Following the administration of appropriate analgesia, the leg should be repositioned (if required) and secured to the uninjured leg (Greaves and Porter, 2010). Figure 4 shows the appropriate way to splint a suspected femoral neck fracture. There should be padding between the legs, using either an ambulance service blanket or multiple triangular bandages. Broad bandages should be used above and below the knee, splinting the injured leg to the good leg. A figure of eight knot around the ankles will prevent further movement of the injured leg, helping to reduce further pain (Lee and Porter, 2005).
Nevertheless, there are some limitations with this type of splinting. Although the injured leg is secured to the good leg, there is still a possibility of movement from the hips–causing further pain and possibly worsening the fracture, depending on severity. As this injury is often due to a fall (Eiff et al, 1998), these patients will also require lifting onto a stretcher and moving into the ambulance.

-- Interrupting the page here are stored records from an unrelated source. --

//! Technology detection from repository file listings
//!
//! Pure functions: the source client gathers the file list and manifest
//! contents, this module turns them into a [`TechStack`] of
//! technology → evidence paths.

use std::collections::{BTreeMap, BTreeSet};

use super::models::TechStack;

/// Root manifest whose dependencies identify JavaScript frameworks
pub const PACKAGE_JSON: &str = "package.json";

/// Root manifest of Dart / Flutter projects
pub const PUBSPEC_YAML: &str = "pubspec.yaml";

/// Path fragments marking vendored or generated files (matched lowercased)
const EXCLUDED_PATHS: [&str; 4] = ["node_modules/", "vendor/", "dist/", "build/"];

/// Technology → path substrings that indicate it (case-sensitive)
const TECH_INDICATORS: &[(&str, &[&str])] = &[
    (
        "JavaScript",
        &["package.json", ".eslintrc", ".babelrc", "webpack.config.js", ".js", ".jsx"],
    ),
    ("TypeScript", &["tsconfig.json", ".ts", ".tsx", "tslint.json"]),
    (
        "Python",
        &["requirements.txt", "setup.py", "Pipfile", "pyproject.toml", ".py"],
    ),
    ("Java", &["pom.xml", "build.gradle", ".java", "gradle.properties"]),
    ("Dart", &["pubspec.yaml", ".dart"]),
    (
        "Flutter",
        &["pubspec.yaml", "android/app/build.gradle", "ios/Runner.xcodeproj"],
    ),
    ("Docker", &["Dockerfile", "docker-compose.yml", ".dockerignore"]),
    ("React", &["package.json", ".jsx", ".tsx", "react", "react-dom"]),
    ("Vue.js", &["vue.config.js", ".vue"]),
    ("Angular", &["angular.json", ".angular-cli.json"]),
    ("Node.js", &["package.json", "server.js", "app.js", "index.js"]),
    ("Express", &["express", "routes/", "app.js"]),
    ("Django", &["manage.py", "wsgi.py", "asgi.py"]),
    ("Flask", &["requirements.txt", "app.py", "wsgi.py"]),
    (
        "Spring",
        &["pom.xml", "application.properties", "application.yml"],
    ),
    (
        "CSS",
        &[".scss", ".sass", ".less", ".css", "style.css", "tailwind.config.js"],
    ),
    ("HTML", &[".html", ".htm", "index.html"]),
    (
        "Mobile",
        &["android/", "ios/", "App.js", "MainActivity.java", "AppDelegate.swift"],
    ),
    (
        "Database",
        &["schema.sql", "migrations/", "models/", "repositories/"],
    ),
    (
        "Testing",
        &["test/", "tests/", "spec/", "__tests__/", "jest.config.js", "pytest.ini"],
    ),
];

/// Framework → `package.json` dependency names that imply it
const FRAMEWORK_DEPENDENCIES: &[(&str, &[&str])] = &[
    (
        "React",
        &["react", "react-dom", "create-react-app", "next", "gatsby"],
    ),
    ("Vue.js", &["vue", "@vue/cli", "nuxt"]),
    ("Angular", &["@angular/core", "@angular/cli"]),
    ("Express", &["express"]),
    ("Next.js", &["next"]),
    ("Gatsby", &["gatsby"]),
    ("NestJS", &["@nestjs/core"]),
    ("Flutter", &["flutter"]),
    ("Django", &["django"]),
    ("Flask", &["flask"]),
    ("Spring", &["spring-boot", "spring-core"]),
    ("Mobile", &["react-native", "ionic", "cordova", "capacitor"]),
];

/// Whether a file path lies under a dependency or build directory
pub fn is_excluded_path(path: &str) -> bool {
    let lower = path.to_lowercase();
    EXCLUDED_PATHS.iter().any(|p| lower.contains(p))
}

/// Whether a directory should be skipped when walking the contents API
pub fn is_excluded_dir(path: &str) -> bool {
    let lower = path.to_lowercase();
    EXCLUDED_PATHS
        .iter()
        .any(|p| lower.contains(p.trim_end_matches('/')))
}

/// Dependency names declared in a `package.json` (runtime and dev).
///
/// Returns `None` when the manifest is not valid JSON.
pub fn package_dependencies(package_json: &str) -> Option<BTreeSet<String>> {
    let manifest: serde_json::Value = serde_json::from_str(package_json).ok()?;
    let mut deps = BTreeSet::new();
    for section in ["dependencies", "devDependencies"] {
        if let Some(map) = manifest.get(section).and_then(|v| v.as_object()) {
            deps.extend(map.keys().cloned());
        }
    }
    Some(deps)
}

/// Manifest contents fetched for the repository, when present
#[derive(Debug, Default)]
pub struct Manifests {
    /// Dependency names from a root `package.json`
    pub package_dependencies: Option<BTreeSet<String>>,
    /// Raw text of a root `pubspec.yaml`
    pub pubspec: Option<String>,
}

/// Detect technologies from a filtered file list and manifest signals.
///
/// Evidence lists are deduplicated and sorted.
pub fn detect(files: &[String], manifests: &Manifests) -> TechStack {
    let mut detected: BTreeMap<String, BTreeSet<String>> = BTreeMap::new();
    let mut flag = |tech: &str, evidence: &str| {
        detected
            .entry(tech.to_string())
            .or_default()
            .insert(evidence.to_string());
    };

    if let Some(deps) = &manifests.package_dependencies {
        for (framework, names) in FRAMEWORK_DEPENDENCIES {
            if names.iter().any(|n| deps.contains(*n)) {
                flag(framework, PACKAGE_JSON);
            }
        }
        if !deps.is_empty() {
            flag("Node.js", PACKAGE_JSON);
        }
    }

    if let Some(pubspec) = &manifests.pubspec {
        if pubspec.contains("flutter:") {
            flag("Flutter", PUBSPEC_YAML);
        }
        flag("Dart", PUBSPEC_YAML);
    }

    for (tech, indicators) in TECH_INDICATORS {
        for file in files {
            if indicators.iter().any(|i| file.contains(i)) {
                flag(tech, file);
            }
        }
    }

    detected
        .into_iter()
        .map(|(tech, evidence)| (tech, evidence.into_iter().collect()))
        .collect()
}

The use of carry or striker chairs to convey patients with these injuries should be avoided. Not only will movement (and so pain) be magnified during transfer, further injury to surrounding tissue may also occur due to impaction of the injury. A scoop stretcher is the most appropriate type of lifting aid, as it reduces the need to log roll the patient and so prevents any further movement which may cause damage (Krell et al, 2007). However, in practice, scoop stretchers can be difficult to use if patients need to be manoeuvred down stairs or where there are other space restrictions. In addition, lying down flat may aggravate other chronic conditions the patient may have (such as respiratory diffculties) and may initiate the development of pressure sores–which could be further exacerbated in hospital. While the scoop stretcher is deemed the best and safest method for removal of the patient, the clinician needs to weigh up each situation individually to ensure the most appropriate aid for removal is used to reduce pain, reduce impaction of the fracture and to promote tissue viability.
Conclusion
As fractures to the femoral neck are so common, there is a need for paramedics to be able to recognise both the cardinal signs and atypical features of these fractures and provide the highest level of care to reduce morbidity and mortality. Alongside this recognition should be investigations to discover the reason for the fracture, to reduce other co-morbidities (Parker and Johansen, 2006; Greaves and Porter, 2010). Pain relief should be instigated early, ideally in a step-wise approach using entonox and oral paracetamol. However, bearing in mind the slow mechanism of onset for paracetamol, the paramedic should use their clinical judgement to assess the status of the patient and consider the immediate administration of IV morphine in conjunction with ambulance service guidelines (Fisher et al, 2006; National Clinical Guideline Centre, 2010). Secondary to pain relief, hydration status should be assessed to prepare the patient for surgery (McRae and Esser, 2002) and fluid replacement should be commenced if the patient appears dehydrated or if journey time to hospital is prolonged (Greaves and Porter, 2010).
Immobilisation of the injured leg and transfering using the scoop stretcher not only reduces further pain but also provides a safe means of transferring the patient to the ambulance and prevents further damage to the leg (Lee and Porter, 2005). This pre-hospital management of the patient with a femoral neck fracture ensures the patient will receive the highest levels of care in the scope of practice of a paramedic by providing adequate analgesia and fluid replacement before any definitive treatment at hospital.